### Your instructions
Check each line of the records for "still"; collect those that have it.
(Beginning of Input records)
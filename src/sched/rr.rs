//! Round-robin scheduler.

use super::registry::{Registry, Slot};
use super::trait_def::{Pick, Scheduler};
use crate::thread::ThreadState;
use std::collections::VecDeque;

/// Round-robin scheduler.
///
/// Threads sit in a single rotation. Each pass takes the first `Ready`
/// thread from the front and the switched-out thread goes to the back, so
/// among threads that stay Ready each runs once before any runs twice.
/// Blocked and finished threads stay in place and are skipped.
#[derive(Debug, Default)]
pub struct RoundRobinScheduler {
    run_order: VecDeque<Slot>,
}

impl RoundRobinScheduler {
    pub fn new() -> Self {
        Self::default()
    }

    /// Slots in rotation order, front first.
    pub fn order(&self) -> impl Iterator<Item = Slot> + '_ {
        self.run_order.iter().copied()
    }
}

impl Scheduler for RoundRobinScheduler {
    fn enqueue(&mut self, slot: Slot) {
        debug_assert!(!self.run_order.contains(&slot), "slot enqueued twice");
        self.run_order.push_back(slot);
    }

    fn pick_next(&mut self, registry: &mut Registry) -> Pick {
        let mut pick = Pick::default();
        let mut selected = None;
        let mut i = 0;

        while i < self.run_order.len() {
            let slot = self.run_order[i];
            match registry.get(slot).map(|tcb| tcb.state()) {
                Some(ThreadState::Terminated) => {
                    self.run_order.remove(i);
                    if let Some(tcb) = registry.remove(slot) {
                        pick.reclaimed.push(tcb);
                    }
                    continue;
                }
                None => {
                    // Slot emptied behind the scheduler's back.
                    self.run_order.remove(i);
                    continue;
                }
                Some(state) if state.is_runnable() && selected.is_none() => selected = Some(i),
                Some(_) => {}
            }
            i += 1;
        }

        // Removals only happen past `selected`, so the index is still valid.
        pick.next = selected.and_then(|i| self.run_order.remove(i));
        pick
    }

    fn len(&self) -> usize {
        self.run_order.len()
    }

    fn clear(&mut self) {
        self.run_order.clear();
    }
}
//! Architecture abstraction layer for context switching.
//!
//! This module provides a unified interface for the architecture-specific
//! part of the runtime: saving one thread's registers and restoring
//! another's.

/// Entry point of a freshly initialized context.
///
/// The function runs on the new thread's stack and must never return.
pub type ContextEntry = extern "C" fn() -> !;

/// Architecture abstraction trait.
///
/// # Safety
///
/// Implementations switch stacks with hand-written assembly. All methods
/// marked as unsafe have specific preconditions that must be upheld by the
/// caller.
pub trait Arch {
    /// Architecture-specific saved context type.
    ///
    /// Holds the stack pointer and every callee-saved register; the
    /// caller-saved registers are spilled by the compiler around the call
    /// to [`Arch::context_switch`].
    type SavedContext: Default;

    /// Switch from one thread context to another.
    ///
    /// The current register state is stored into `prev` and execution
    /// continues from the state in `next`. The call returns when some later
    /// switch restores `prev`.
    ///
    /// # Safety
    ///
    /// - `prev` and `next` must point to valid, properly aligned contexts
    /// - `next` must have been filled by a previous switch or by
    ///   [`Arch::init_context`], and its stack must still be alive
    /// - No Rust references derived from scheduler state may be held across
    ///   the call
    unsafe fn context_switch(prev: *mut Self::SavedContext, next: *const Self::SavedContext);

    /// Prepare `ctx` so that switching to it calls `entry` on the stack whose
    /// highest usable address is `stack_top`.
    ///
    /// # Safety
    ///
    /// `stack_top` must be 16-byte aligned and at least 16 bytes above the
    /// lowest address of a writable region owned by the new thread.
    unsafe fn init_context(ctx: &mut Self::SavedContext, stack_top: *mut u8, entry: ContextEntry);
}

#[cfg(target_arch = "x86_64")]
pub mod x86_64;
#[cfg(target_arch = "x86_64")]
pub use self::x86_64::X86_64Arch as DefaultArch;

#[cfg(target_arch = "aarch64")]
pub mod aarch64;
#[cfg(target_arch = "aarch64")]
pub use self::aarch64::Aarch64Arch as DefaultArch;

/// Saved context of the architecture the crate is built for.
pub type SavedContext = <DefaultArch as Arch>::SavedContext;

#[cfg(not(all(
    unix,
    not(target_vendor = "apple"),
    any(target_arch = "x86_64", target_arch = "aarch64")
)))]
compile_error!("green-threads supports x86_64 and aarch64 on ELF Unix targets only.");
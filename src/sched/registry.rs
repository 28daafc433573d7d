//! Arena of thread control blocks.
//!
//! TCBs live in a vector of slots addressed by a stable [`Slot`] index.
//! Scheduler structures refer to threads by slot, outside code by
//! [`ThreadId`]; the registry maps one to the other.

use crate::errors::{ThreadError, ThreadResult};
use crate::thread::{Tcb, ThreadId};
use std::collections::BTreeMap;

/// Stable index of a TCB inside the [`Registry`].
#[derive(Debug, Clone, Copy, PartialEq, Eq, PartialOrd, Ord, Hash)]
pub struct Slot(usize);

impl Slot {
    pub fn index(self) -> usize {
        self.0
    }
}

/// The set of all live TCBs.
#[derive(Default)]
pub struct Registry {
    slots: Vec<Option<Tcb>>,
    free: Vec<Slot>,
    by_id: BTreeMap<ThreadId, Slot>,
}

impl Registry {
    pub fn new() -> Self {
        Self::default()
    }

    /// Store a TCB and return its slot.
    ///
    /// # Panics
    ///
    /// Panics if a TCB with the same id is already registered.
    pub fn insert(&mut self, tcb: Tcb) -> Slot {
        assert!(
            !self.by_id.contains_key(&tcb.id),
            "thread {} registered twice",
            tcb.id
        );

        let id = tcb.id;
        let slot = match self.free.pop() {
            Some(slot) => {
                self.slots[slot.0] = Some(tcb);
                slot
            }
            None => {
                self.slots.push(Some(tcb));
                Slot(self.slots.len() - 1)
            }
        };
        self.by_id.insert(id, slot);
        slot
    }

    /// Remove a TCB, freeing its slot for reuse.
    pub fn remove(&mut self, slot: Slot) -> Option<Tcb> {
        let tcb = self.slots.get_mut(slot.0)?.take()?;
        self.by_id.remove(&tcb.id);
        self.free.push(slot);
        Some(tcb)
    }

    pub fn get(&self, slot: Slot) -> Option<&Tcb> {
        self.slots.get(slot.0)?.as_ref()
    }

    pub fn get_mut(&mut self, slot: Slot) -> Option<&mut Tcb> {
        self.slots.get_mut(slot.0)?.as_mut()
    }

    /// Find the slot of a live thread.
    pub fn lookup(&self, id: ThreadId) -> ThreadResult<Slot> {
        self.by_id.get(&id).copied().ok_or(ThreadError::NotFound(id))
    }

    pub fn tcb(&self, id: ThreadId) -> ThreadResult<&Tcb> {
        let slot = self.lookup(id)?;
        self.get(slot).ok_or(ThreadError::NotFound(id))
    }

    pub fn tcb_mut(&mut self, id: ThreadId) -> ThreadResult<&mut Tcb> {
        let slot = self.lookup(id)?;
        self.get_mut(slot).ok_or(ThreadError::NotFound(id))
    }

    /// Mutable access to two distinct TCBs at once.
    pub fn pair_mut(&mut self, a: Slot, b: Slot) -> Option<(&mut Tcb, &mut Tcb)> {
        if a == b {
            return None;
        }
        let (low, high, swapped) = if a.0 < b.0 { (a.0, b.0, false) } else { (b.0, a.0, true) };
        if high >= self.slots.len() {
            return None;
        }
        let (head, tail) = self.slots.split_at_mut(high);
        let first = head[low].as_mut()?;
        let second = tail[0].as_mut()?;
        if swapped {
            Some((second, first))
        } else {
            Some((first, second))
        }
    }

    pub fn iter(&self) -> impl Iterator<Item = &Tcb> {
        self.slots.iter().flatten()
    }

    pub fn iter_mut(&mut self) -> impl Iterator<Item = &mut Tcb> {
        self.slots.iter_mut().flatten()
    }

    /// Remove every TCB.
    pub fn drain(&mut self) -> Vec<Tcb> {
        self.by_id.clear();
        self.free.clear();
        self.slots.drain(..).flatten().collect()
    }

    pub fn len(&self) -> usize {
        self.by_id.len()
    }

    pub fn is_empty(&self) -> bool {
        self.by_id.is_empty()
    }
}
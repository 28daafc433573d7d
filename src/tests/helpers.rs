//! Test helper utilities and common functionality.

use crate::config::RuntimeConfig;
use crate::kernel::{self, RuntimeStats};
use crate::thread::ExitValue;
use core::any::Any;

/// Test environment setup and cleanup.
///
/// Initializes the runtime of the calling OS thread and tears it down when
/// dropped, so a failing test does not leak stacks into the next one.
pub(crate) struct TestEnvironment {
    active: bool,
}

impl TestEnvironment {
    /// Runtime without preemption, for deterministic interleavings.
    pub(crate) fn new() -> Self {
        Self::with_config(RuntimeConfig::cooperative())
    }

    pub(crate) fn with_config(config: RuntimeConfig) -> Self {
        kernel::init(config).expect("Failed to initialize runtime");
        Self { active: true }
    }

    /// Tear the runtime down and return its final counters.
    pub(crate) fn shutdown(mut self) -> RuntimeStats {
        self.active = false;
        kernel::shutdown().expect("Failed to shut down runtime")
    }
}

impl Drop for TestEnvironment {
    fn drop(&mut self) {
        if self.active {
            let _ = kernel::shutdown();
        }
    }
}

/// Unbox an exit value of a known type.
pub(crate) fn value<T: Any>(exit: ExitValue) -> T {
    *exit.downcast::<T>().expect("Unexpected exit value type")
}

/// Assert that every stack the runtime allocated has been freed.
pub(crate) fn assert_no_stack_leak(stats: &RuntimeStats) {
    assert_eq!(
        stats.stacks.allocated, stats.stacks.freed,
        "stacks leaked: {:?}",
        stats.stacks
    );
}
(End of Input records)
### Solution for this exercise
        // Removals only happen past `selected`, so the index is still valid.
    ///   [`Arch::init_context`], and its stack must still be alive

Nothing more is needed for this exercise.